Old Problems: New Promises
by David C. Kyler, Executive Director, Center for a Sustainable Coast


In the mid-90's, under state requirements of the Georgia Planning Act, cities and counties in coastal Georgia adopted comprehensive plans intended to guide local development. Unfortunately, these plans are now usually neglected when officials make land use decisions. Likewise, public investments in water and sewer systems, schools, and other infrastructure tend to be driven by the demands of private development choices in the absence of a coherent strategy created by community consensus. In short, despite efforts by the state to induce good planning, many of our local governments still make decisions on a case-by-case basis with little overarching policy or vision. It is debatable whether this is due to the obsolete notion that unfettered private development ventures are inherently beneficial, or simply because short-term thinking is so much easier than long-range planning, and often more profitable, at least for a few.

The result is a haphazard approach to the region's growth that too often yields, by default, to the whims of any number of individuals proposing to build houses, commercial buildings, shopping centers, or even major facilities such as power plants. Mirroring this "disjointed incrementalism" at the local level, state environmental permitting decisions are made on a first-come, first-served basis with no long-term view on allocation priorities and only erratic attempts to address the sustainable capacity of resource systems. It seems that the presumption in most decisions is that resource supplies are limitless and, with minor permit conditions (often poorly enforced), the consequences of an individual project are negligible.

Equally troubling is a prevailing belief that all permit applicants should be accommodated, in spite of mounting evidence that unchecked growth threatens public health and existing resource users, including nature-based businesses. Typically put aside are profound underlying questions about the accumulating impacts on health and environment caused by innumerable individual permits. Meager state funding for monitoring and assessment thwarts reliable answers. But under current policies it is unlikely that growth will be restricted until its damage becomes alarming and quite costly, if not impossible, to reverse.
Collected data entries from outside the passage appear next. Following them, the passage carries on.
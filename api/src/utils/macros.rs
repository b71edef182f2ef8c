//! Helper macros for the clipforge core

/// Serialize data to a string
#[doc(hidden)]
#[macro_export]
macro_rules! serialize {
    ($data:expr) => {
        match serde_json::to_string($data) {
            Ok(serial) => serial,
            Err(e) => return $crate::bad!(format!("Failed to serialize data with error {}", e)),
        }
    };
}

/// Serialize data to a string or panic trying
#[doc(hidden)]
#[macro_export]
macro_rules! force_serialize {
    ($data:expr) => {
        match serde_json::to_string($data) {
            Ok(serial) => serial,
            Err(e) => panic!("Failed to serialize data with error {}", e),
        }
    };
}

/// Deserialize data from a string
#[doc(hidden)]
#[macro_export]
macro_rules! deserialize {
    ($data:expr) => {
        match serde_json::from_str($data) {
            Ok(serial) => serial,
            Err(e) => return $crate::bad!(format!("Failed to deserialize data with error {}", e)),
        }
    };
    ($data:expr, $key:expr) => {
        match serde_json::from_str($data) {
            Ok(serial) => serial,
            Err(e) => {
                return $crate::bad!(format!("Failed to deserialize {} with error {}", $key, e))
            }
        }
    };
}

/// Extract a string from a map and deserialize it
#[doc(hidden)]
#[macro_export]
macro_rules! deserialize_ext {
    ($map:expr, $key:expr) => {
        match $map.get($key) {
            Some(data) => $crate::deserialize!(data, $key),
            None => return $crate::bad!(format!("Failed to extract {}", $key)),
        }
    };
    ($map:expr, $key:expr, $def:expr) => {
        match $map.get($key) {
            Some(data) => $crate::deserialize!(data, $key),
            None => $def,
        }
    };
}

/// Deserialize data from a string wrapped in an option
#[doc(hidden)]
#[macro_export]
macro_rules! deserialize_opt {
    ($map:expr, $key:expr) => {
        match $map.get($key) {
            Some(data) => Some($crate::deserialize!(data, $key)),
            None => None,
        }
    };
    ($map:expr, $key:expr, $func:expr) => {
        match $map.get($key) {
            Some(data) => Some($func(data)?),
            None => None,
        }
    };
}

/// Extract a value from a map
#[doc(hidden)]
#[macro_export]
macro_rules! extract {
    ($map:expr, $key:expr) => {
        match $map.remove($key) {
            Some(value) => value,
            None => return $crate::bad!(format!("Failed to extract {}", $key)),
        }
    };
    ($map:expr, $key:expr, $default:expr) => {
        match $map.remove($key) {
            Some(value) => value,
            None => $default,
        }
    };
}

/// Logs an error that would normally be lost by an iterator filter
#[doc(hidden)]
#[macro_export]
macro_rules! log_err {
    ($result:expr) => {
        // log error if it exists
        match $result {
            Ok(res) => Some(res),
            Err(error) => {
                tracing::event!(tracing::Level::ERROR, msg = %error);
                None
            }
        }
    };
}

/// Update a value if the new value is not None
#[doc(hidden)]
#[macro_export]
macro_rules! update_opt {
    ($orig:expr, $update:expr) => {
        if let Some(new) = $update.take() {
            $orig = Some(new);
        }
    };
}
An important and promising exception to this blind obedience to indiscriminate growth has been brought by a convergence of issues surrounding water supply, and to a lesser extent, water quality. As if anticipating the concerns of coastal Georgia, Alabama and Florida, also downstream from Atlanta's boundless thirst, have raised interstate legal issues that demanded Georgia's overdue attention to water supply and the environmental consequences of excessive water use. A resolution of these conflicts among the states is pending in federal court. But over the past two years similar concerns about water allocation and long-term environmental quality within the state have recently culminated in the adoption of state water management legislation, strongly advocated by the Georgia Water Coalition.

The Coalition, with more than 75 organizational members representing over a 100,000 Georgians, has pushed hard for statewide water planning and protection of watersheds. Last year the Coalition led the successful defeat of an ill-conceived proposal that would have allowed the sale of water permits in Georgia, a first dangerous step in the privatization (and abusive exploitation) of a public resource. This year the Coalition helped block two more state bills threatening public waters. We now wait with considerable apprehension to see if Georgia will assume a new and much needed level of responsibility in its policies governing water as a critical natural resource.
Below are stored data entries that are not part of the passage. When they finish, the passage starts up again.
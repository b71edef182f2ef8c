//! Setup the backends clipforge talks to

mod redis_setup;

pub use redis_setup::redis;
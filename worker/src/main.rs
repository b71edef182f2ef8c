use clap::Parser;
use tracing::{Level, event, span};

mod args;
mod libs;
use libs::Worker;

/// The clipforge worker main loop
#[tokio::main]
async fn main() {
    // load command line args
    let args = args::Args::parse();
    // try to load a config file
    let conf = clipforge::Conf::new(&args.config).expect("Failed to load config");
    // setup our tracers/subscribers
    clipforge::utils::trace::setup("ClipforgeWorker", &conf.clipforge.tracing);
    // start our worker launch span
    let span = span!(Level::INFO, "Worker Launch");
    // build and execute worker
    match Worker::new(&args, conf).await {
        Ok(mut worker) => match worker.start().await {
            Ok(()) => (),
            Err(error) => {
                // log that this worker died while executing jobs
                event!(
                    parent: &span,
                    Level::ERROR,
                    msg = "Worker Failed",
                    error = error.msg()
                );
            }
        },
        Err(error) => {
            // log that this worker never came up
            event!(
                parent: &span,
                Level::ERROR,
                msg = "Worker Creation Failed",
                error = error.msg()
            );
        }
    }
}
If triumphant in that effort, after demonstrating that resource planning is not only possible but in the long-term interest of all Georgians, we may see further advancements in public awareness. It is hoped that these will lead to the realization that we can no longer allow the unwanted effects of change to be imposed upon us when the power to shape our future is already within our grasp. The question remains if our collective wisdom and political resolve will meet the demands of that challenge.